2014 First Quarter Review
The ValueAligned Hedge Fund was up +3.3% for the first quarter, and that compares to +1.3% for other stock hedge funds like ours, as measured by the HFR Equity Hedge Fund Index.
The ValueAligned® model portfolio, which is available only to our clients who hold assets at Folio Institutional, was up +2.7% for the first quarter against the S&P 500 index which was up +1.8%. It’s important to note that the ValueAligned® portfolio was only 85% invested in stocks with 15% of the portfolio invested in FDIC-insured bank deposits.
Note: The numbers at the beginning of each section are the position in minutes on the video.
00.35 Real Estate topped the major asset classes. We follow up +10% for the quarter.
01:03 Bonds up, interest rates down. The 20-year Treasury Index was up over +7% for the quarter. The 10 year yield was down to 2.7% from over 3.0% at the beginning of the year.
02:02 The fear index gold was up for the quarter. Natural gas was up +12.8%. Our hedge fund gained almost one percentage point from its natural gas trade using the UNG etf , we went out of the quarter flat natural gas. Energy, food and gold are up, while the industrial metals are down for the quarter, and this is because the world is confused about American leadership of the 60+ years of a fairly stable globalization regime.
“The world is confused. Is the US just inept, and therefore our friends and enemies for a while longer are putting decisions on hold assuming that wiser heads in the Democratic Party, or the voters in 2014 and 2016, will correct the aberration? Or is the new anti-strategy a deliberate effort to diminish US influence and outsourced regional problems to local hegemonies…?
04:40 Hays Advisory’s Tactical Allocation Model. Sentiment is still too rosy in the short-term, but valuation and monetary policy still suggest a double-digit return back-loaded in 2014.
The stock market fell in January, but there was still too much optimism at the bottom. Therefore, we’ve maintained about a 70% exposure to the stock market in the hedge fund and about 85% exposure on average in the ValueAligned® portfolio.
06:52 A look at the temporary interruptions of the permanent uptrend in the stock market from 1928 to the present.
There were essentially three periods of interruptions that marked extreme volatility in the stock market trading within a wide range for about 10 to 15 years. The first was during the new deal for 15 years starting at the end of 1929; the second was the Kennedy assassination during Pres. Johnson’s Great Society and his escalation of the Vietnam War into the Watergate era and culminating in the Progressive policies of the Carter administration; and of course the third, was after the .com Crash in 2000 till the end of last year when we had a breakout in the stock market. Again, the last 14 years have been characterized by top-down federal intervention in the economy with acceleration after the Democrats took over Congress in 2007 and into hyper-drive when Pres. Obama took office in 2009.

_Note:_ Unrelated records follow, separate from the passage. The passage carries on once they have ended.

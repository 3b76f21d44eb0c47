//! Revision comparator for docmod.
//!
//! Compares the object graph of an original revision against the object
//! graph of a final revision and reports every structural difference as a
//! path-addressed modification record.
//!
//! # Key Types
//!
//! - [`RevisionComparator`] / [`ComparatorConfig`] -- Entry point and its settings
//! - [`ComparisonReport`] -- Modifications plus the warnings raised while walking
//! - [`ObjectModification`] / [`ModificationSet`] -- Created, deleted and updated records keyed by path
//! - [`ObjectPath`] -- Key/index route from the root, with an optional stream marker
//! - [`ComparisonWarning`] -- Depth cut-offs, shape changes and unreadable streams

pub mod comparator;
pub mod config;
pub mod error;
pub mod modification;
pub mod path;
pub mod stream;
pub mod tracker;
pub mod warning;

pub use comparator::{ComparisonReport, RevisionComparator};
pub use config::{ComparatorConfig, DEFAULT_MAX_DEEPNESS};
pub use error::{DiffError, DiffResult};
pub use modification::{ModificationKind, ModificationSet, ModifiedValue, ObjectModification};
pub use path::{ObjectPath, PathSegment, CATALOG_LABEL};
pub use stream::{compare_raw_streams, StreamDifference};
pub use warning::ComparisonWarning;
use std::fmt;

use serde::{Deserialize, Serialize};

use crate::path::ObjectPath;

/// Condition noticed during a comparison that the caller must see.
///
/// Warnings never stop the comparison. A [`DepthExceeded`] warning means the
/// modification set is a lower bound: what was found is real, but the
/// abandoned branch may hide more.
///
/// [`DepthExceeded`]: ComparisonWarning::DepthExceeded
#[derive(Clone, Debug, PartialEq, Eq, Serialize, Deserialize)]
#[serde(tag = "type", rename_all = "snake_case")]
pub enum ComparisonWarning {
    /// A branch was longer than the configured limit and was skipped.
    DepthExceeded { path: ObjectPath, limit: usize },
    /// The object changed shape (container vs scalar, or scalar sub-type).
    TypeMismatch {
        path: ObjectPath,
        original: String,
        revised: String,
    },
    /// Raw stream bytes of either revision could not be read.
    StreamUnreadable { path: ObjectPath, reason: String },
}

impl ComparisonWarning {
    pub fn path(&self) -> &ObjectPath {
        match self {
            Self::DepthExceeded { path, .. }
            | Self::TypeMismatch { path, .. }
            | Self::StreamUnreadable { path, .. } => path,
        }
    }

    /// Whether this warning makes the modification set incomplete.
    pub fn truncates(&self) -> bool {
        matches!(self, Self::DepthExceeded { .. })
    }
}

impl fmt::Display for ComparisonWarning {
    fn fmt(&self, f: &mut fmt::Formatter<'_>) -> fmt::Result {
        match self {
            Self::DepthExceeded { path, limit } => {
                write!(f, "maximum deepness {limit} reached at '{path}', branch skipped")
            }
            Self::TypeMismatch {
                path,
                original,
                revised,
            } => write!(f, "object at '{path}' changed type from {original} to {revised}"),
            Self::StreamUnreadable { path, reason } => {
                write!(f, "unable to compare stream at '{path}': {reason}")
            }
        }
    }
}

After each period of Progressive economic policies, characterized by very low employment, way below trend economic growth or increasing inflation with low economic growth (stagflation), there was a significant BREAKOUT after the new policy regimes were clarified and then decisively moved by the electorate toward more economic freedom.
Remember that we use economic freedom as a measure of the percentage of the economy that is taken up by government. The smaller government spending is as a percentage of the economy, the larger private income is, which has been shown to lead to much faster economic recoveries and prosperity for everyone, including those in formally impoverished nations throughout the world.
10:14 GDP growth is plugging along. Stocks are about fairly valued. We need Dumb Money to get more scared. In the meantime, we will be pruning our winners and buying undervalued stocks on dips with the considerable amount of cash we have available.